§ About this task
Nothing but the lines from the start of the records below through the line that has "let latency = start.elapsed();" should appear, each exactly as given.

** Data to use follows **

//! Request logging middleware.
//!
//! Logs every HTTP request with method, path, status code, and latency.
//! Health probes are skipped to keep the log readable.

use axum::{body::Body, extract::Request, middleware::Next, response::Response};
use std::time::Instant;
use tracing::{info, warn};

pub async fn request_logging(request: Request<Body>, next: Next) -> Response {
    let method = request.method().clone();
    let path = request.uri().path().to_string();

    if path == "/health" {
        return next.run(request).await;
    }

    let start = Instant::now();
    let response = next.run(request).await;
    let latency = start.elapsed();
    let status = response.status().as_u16();

    if status >= 500 {
        warn!(
            method = %method,
            path = %path,
            status = status,
            latency_ms = latency.as_millis() as u64,
            "request failed"
        );
    } else {
        info!(
            method = %method,
            path = %path,
            status = status,
            latency_ms = latency.as_millis() as u64,
            "request completed"
        );
    }

    response
}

** End of Data to use **

§ Expected output
//! Request logging middleware.
//!
//! Logs every HTTP request with method, path, status code, and latency.
//! Health probes are skipped to keep the log readable.

use axum::{body::Body, extract::Request, middleware::Next, response::Response};
use std::time::Instant;
use tracing::{info, warn};

pub async fn request_logging(request: Request<Body>, next: Next) -> Response {
    let method = request.method().clone();
    let path = request.uri().path().to_string();

    if path == "/health" {
        return next.run(request).await;
    }

    let start = Instant::now();
    let response = next.run(request).await;
    let latency = start.elapsed();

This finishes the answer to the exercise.